I once had a parent who collected five or six other pupils' mock exam papers from them, went through them forensically then demanded, at 3 30 on a Friday afternoon that I justify differences in their marks and her son's marks. I gave her the impression that I was going along with her nonsense until I had all the papers then told her I had a meeting at Morrison's and would inform the other parents of her bullying behaviour towards their children. Not a happy bunny!

SalemShadow · 21/03/2019 17:10

Some advice here. I've had this exact issue. She is being continually rude to you. She doesn't care that she is being rude. You have been polite over and over again. Sometimes you have to be rude with rudeness. Just assert yourself once and save yourself years of bloody misery with this woman. Does she have a job OP? She sounds like she needs to at least busy herself with something at the very least. 6 years is far too long to be overinvested with 11plus. She has no life by the sound of things. Don't be a doormat.

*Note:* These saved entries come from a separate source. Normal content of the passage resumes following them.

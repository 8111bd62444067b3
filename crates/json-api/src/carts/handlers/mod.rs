//! Cart Handlers

pub(crate) mod add;
pub(crate) mod bulk_remove;
pub(crate) mod clear;
pub(crate) mod quantity;
pub(crate) mod remove;
pub(crate) mod summary;
pub(crate) mod wishlist;
//! Carts
//!
//! A user's cart and wishlist are sets of active line items. Lines are identified by product,
//! wishlist flag and the normalised set of selected attribute values, so adding the same
//! selection twice accumulates quantity on one line.

pub mod attributes;
pub mod data;
pub mod errors;
pub mod records;
pub(crate) mod repositories;
pub mod service;

pub use errors::CartsServiceError;
pub use service::*;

Dontloseyourhead · 21/03/2019 17:23

I was thinking on it today redrose3 and I’m bad at identifying my feelings quick enough in conversation, so I over react to other people’s emotions which makes me (and dd) easily pushed around.

It’s difficult to teach yourself to react quicker to what you want in the moment, so delay/stalling/giving vague information tactics are highly useful.

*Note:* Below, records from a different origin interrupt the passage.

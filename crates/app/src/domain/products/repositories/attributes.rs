//! Attributes Repository

use jiff_sqlx::Timestamp as SqlxTimestamp;
use sqlx::{FromRow, Postgres, Row, Transaction, postgres::PgRow, query_as, query_scalar};
use uuid::Uuid;

use crate::domain::products::{
    data::NewAttribute,
    records::{AttributeRecord, AttributeValueRecord, AttributeValueUuid},
};

const CREATE_ATTRIBUTE_SQL: &str = include_str!("../sql/create_attribute.sql");
const CREATE_ATTRIBUTE_VALUES_SQL: &str = include_str!("../sql/create_attribute_values.sql");
const FIND_ATTRIBUTE_VALUES_SQL: &str = include_str!("../sql/find_attribute_values.sql");

#[derive(Debug, Clone, Default)]
pub(crate) struct PgAttributesRepository;

impl PgAttributesRepository {
    #[must_use]
    pub(crate) fn new() -> Self {
        Self
    }

    pub(crate) async fn create_attribute(
        &self,
        tx: &mut Transaction<'_, Postgres>,
        attribute: NewAttribute,
    ) -> Result<AttributeRecord, sqlx::Error> {
        let created_at: SqlxTimestamp = query_scalar(CREATE_ATTRIBUTE_SQL)
            .bind(attribute.uuid)
            .bind(&attribute.name)
            .fetch_one(&mut **tx)
            .await?;

        let (uuids, values): (Vec<Uuid>, Vec<String>) = attribute
            .values
            .into_iter()
            .map(|value| (value.uuid.into_uuid(), value.value))
            .unzip();

        let values = query_as::<Postgres, AttributeValueRecord>(CREATE_ATTRIBUTE_VALUES_SQL)
            .bind(attribute.uuid)
            .bind(&uuids)
            .bind(&values)
            .fetch_all(&mut **tx)
            .await?;

        Ok(AttributeRecord {
            uuid: attribute.uuid,
            name: attribute.name,
            values,
            created_at: created_at.to_jiff(),
        })
    }

    /// Look up attribute values by id; unknown ids are absent from the result.
    pub(crate) async fn find_attribute_values(
        &self,
        tx: &mut Transaction<'_, Postgres>,
        values: &[AttributeValueUuid],
    ) -> Result<Vec<AttributeValueRecord>, sqlx::Error> {
        let uuids: Vec<Uuid> = values.iter().map(|value| value.into_uuid()).collect();

        query_as::<Postgres, AttributeValueRecord>(FIND_ATTRIBUTE_VALUES_SQL)
            .bind(&uuids)
            .fetch_all(&mut **tx)
            .await
    }
}

impl<'r> FromRow<'r, PgRow> for AttributeValueRecord {
    fn from_row(row: &'r PgRow) -> sqlx::Result<Self> {
        Ok(Self {
            uuid: row.try_get("uuid")?,
            attribute_uuid: row.try_get("attribute_uuid")?,
            value: row.try_get("value")?,
        })
    }
}
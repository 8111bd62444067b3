mod stats;

pub(crate) use stats::{PgStatsRepository, ProductSales};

I think I hate confrontation for the same reason that it’s even harder to access and get what I want when I face a storm of other people’s emotions.

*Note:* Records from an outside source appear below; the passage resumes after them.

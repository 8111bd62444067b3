//! Checkout Records

use std::{fmt, str::FromStr};

use jiff::Timestamp;
use serde::{Deserialize, Serialize};
use serde_json::Value;

use crate::{
    domain::{
        addresses::records::AddressUuid,
        carts::attributes::SelectedAttributes,
        columns::UnknownVariant,
        coupons::records::CouponUuid,
        products::records::{CategoryUuid, ProductUuid},
        shipping::records::ShippingMethodUuid,
        statuses::records::{OrderStatusUuid, WellKnownStatus},
        users::UserUuid,
    },
    uuids::TypedUuid,
};

/// Checkout UUID
pub type CheckoutUuid = TypedUuid<CheckoutRecord>;

/// Checkout Item UUID
pub type CheckoutItemUuid = TypedUuid<CheckoutItemRecord>;

/// Status History UUID
pub type StatusHistoryUuid = TypedUuid<StatusHistoryRecord>;

#[derive(Debug, Clone, Copy, PartialEq, Eq, Serialize, Deserialize)]
#[serde(rename_all = "snake_case")]
pub enum PaymentMethod {
    Cash,
    Card,
    BankTransfer,
    Cod,
}

impl PaymentMethod {
    #[must_use]
    pub const fn as_str(self) -> &'static str {
        match self {
            Self::Cash => "cash",
            Self::Card => "card",
            Self::BankTransfer => "bank_transfer",
            Self::Cod => "cod",
        }
    }
}

impl FromStr for PaymentMethod {
    type Err = UnknownVariant;

    fn from_str(value: &str) -> Result<Self, Self::Err> {
        match value {
            "cash" => Ok(Self::Cash),
            "card" => Ok(Self::Card),
            "bank_transfer" => Ok(Self::BankTransfer),
            "cod" => Ok(Self::Cod),
            other => Err(UnknownVariant::new("payment method", other)),
        }
    }
}

#[derive(Debug, Clone, Copy, PartialEq, Eq, Serialize, Deserialize)]
#[serde(rename_all = "snake_case")]
pub enum PaymentStatus {
    Pending,
    Paid,
    Failed,
    Refunded,
}

impl PaymentStatus {
    #[must_use]
    pub const fn as_str(self) -> &'static str {
        match self {
            Self::Pending => "pending",
            Self::Paid => "paid",
            Self::Failed => "failed",
            Self::Refunded => "refunded",
        }
    }

    /// Whether a payment may move from `self` to `next`. Repeating the current status is
    /// allowed and only replaces the payment details.
    #[must_use]
    pub const fn can_transition_to(self, next: Self) -> bool {
        matches!(
            (self, next),
            (Self::Pending, Self::Pending | Self::Paid | Self::Failed)
                | (Self::Failed, Self::Failed | Self::Pending | Self::Paid)
                | (Self::Paid, Self::Paid | Self::Refunded)
                | (Self::Refunded, Self::Refunded)
        )
    }
}

impl FromStr for PaymentStatus {
    type Err = UnknownVariant;

    fn from_str(value: &str) -> Result<Self, Self::Err> {
        match value {
            "pending" => Ok(Self::Pending),
            "paid" => Ok(Self::Paid),
            "failed" => Ok(Self::Failed),
            "refunded" => Ok(Self::Refunded),
            other => Err(UnknownVariant::new("payment status", other)),
        }
    }
}

impl fmt::Display for PaymentStatus {
    fn fmt(&self, f: &mut fmt::Formatter<'_>) -> fmt::Result {
        f.write_str(self.as_str())
    }
}

/// The product as it was when the order was placed.
#[derive(Debug, Clone, PartialEq, Eq, Serialize)]
#[serde(rename_all = "camelCase")]
pub struct ProductSnapshot {
    pub product_uuid: ProductUuid,
    pub name: String,
    pub sku: String,
    pub image: Option<String>,
    pub category_uuid: Option<CategoryUuid>,
}

/// Checkout Item Record
#[derive(Debug, Clone, PartialEq, Eq, Serialize)]
#[serde(rename_all = "camelCase")]
pub struct CheckoutItemRecord {
    pub uuid: CheckoutItemUuid,
    pub checkout_uuid: CheckoutUuid,
    pub product: ProductSnapshot,
    pub unit_price: u64,
    pub quantity: u64,
    pub line_total: u64,
    pub selected_attributes: SelectedAttributes,
    pub created_at: Timestamp,
}

/// The order's current workflow status.
#[derive(Debug, Clone, PartialEq, Eq, Serialize)]
#[serde(rename_all = "camelCase")]
pub struct CurrentStatus {
    pub uuid: OrderStatusUuid,
    pub code: String,
    pub title: String,
    pub is_terminal: bool,
}

impl CurrentStatus {
    #[must_use]
    pub fn is(&self, status: WellKnownStatus) -> bool {
        self.code == status.code()
    }
}

/// Checkout Record
#[derive(Debug, Clone, PartialEq, Eq, Serialize)]
#[serde(rename_all = "camelCase")]
pub struct CheckoutRecord {
    pub uuid: CheckoutUuid,
    pub order_number: String,
    pub user_uuid: UserUuid,
    pub items: Vec<CheckoutItemRecord>,
    pub billing_address_uuid: AddressUuid,
    pub shipping_address_uuid: AddressUuid,
    pub shipping_method_uuid: ShippingMethodUuid,
    pub coupon_uuid: Option<CouponUuid>,
    pub subtotal: u64,
    pub shipping_charge: u64,
    pub discount: u64,
    pub tax: u64,
    pub total: u64,
    pub payment_method: PaymentMethod,
    pub payment_status: PaymentStatus,
    pub payment_details: Option<Value>,
    pub status: CurrentStatus,
    pub last_status_note: Option<String>,
    pub notes: Option<String>,
    pub created_at: Timestamp,
    pub updated_at: Timestamp,
    pub paid_at: Option<Timestamp>,
    pub canceled_at: Option<Timestamp>,
    pub refunded_at: Option<Timestamp>,
}

/// One entry of an order's status history.
#[derive(Debug, Clone, PartialEq, Eq, Serialize)]
#[serde(rename_all = "camelCase")]
pub struct StatusHistoryRecord {
    pub uuid: StatusHistoryUuid,
    pub checkout_uuid: CheckoutUuid,
    pub status_uuid: OrderStatusUuid,
    pub status_code: String,
    pub status_title: String,
    pub title: Option<String>,
    pub note: Option<String>,
    pub created_by: Option<UserUuid>,
    pub created_at: Timestamp,
}

/// What an order would cost with a coupon applied.
#[derive(Debug, Clone, Copy, PartialEq, Eq, Serialize)]
#[serde(rename_all = "camelCase")]
pub struct CouponPreview {
    pub total: u64,
    pub discounted_total: u64,
}

/// One page of orders together with the number of orders matching the filter.
#[derive(Debug, Clone, PartialEq, Eq, Serialize)]
#[serde(rename_all = "camelCase")]
pub struct CheckoutPage {
    pub checkouts: Vec<CheckoutRecord>,
    pub total: u64,
}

If anyone has seen any helpful stuff on this, let me know!

Dontloseyourhead · 21/03/2019 17:24

Yes increasingly these days we live in a ‘just ask’ society and it means being assertive is a very important skill as people are less likely to reflect on why the other party agreed to a bad bargain.

showmethegin · 21/03/2019 18:52

I would just be completely blatant. Next time she says something like that just say 'you know Jan, can you just shut the fuck hop please, I don't care what Ginny gets in her (enter pursuit here) I don't care about your opinions on schools, in fact why don't you just go and bore someone else. Goodbye' and block her. Hopefully that will embarrass her into leaving her you the hell alone.

She sounds like a bore and a half.

showmethegin · 21/03/2019 18:52

Up! Not hop!

givemesteel · 21/03/2019 19:29

Agree OP, don't respond to any more messages, I would be tempted to say that you don't want to discuss your child's results as the comparison / competitiveness is bad for her mental health and so therefore you would like her to refrain from asking your DD these questions.

Oliversmumsarmy · 21/03/2019 19:33

The one in DS's class has a little notebook that she uses to compare her son to his classmates. Reading levels, test scores, current reading book etc it all goes in there

Now that is a crazy on another level😂

You could have so much fun with her

Phineyj · 21/03/2019 19:54

My plain spoken DSis was afflicted with one of these types once. She said that laughing and saying 'oh, we don't really do competitive parenting' gets rid of them.

Luella29 · 21/03/2019 19:54

Hmm at the 'does she work' comments.

The OP has confirmed she does. And even if she didn't that would not explain the fact she's a competitive bore.

Littlemissdaredevil · 21/03/2019 20:19

Can you as your DD’s new school put your DD in a different form.

Also can you and your DD go grey rock if you do bump into them

I can’t remember
I don’t know.
Sorry cant chat I’m running late
I’ve been very busy lately
Etc, etc

Cherrysoup · 21/03/2019 20:47

The one in DS's class has a little notebook that she uses to compare her son to his classmates. Reading levels, test scores, current reading book etc it all goes in there. She showed it to me because she thought I would be interested, I'm afraid my response was laughter and rolled eyes, followed by complete avoidance in the playground.

Absolutely batshit. This stuff happens? Too crazy!

My plain spoken DSis was afflicted with one of these types once. She said that laughing and saying 'oh, we don't really do competitive parenting' gets rid of them.

Sounds perfect, without being rude. Nice.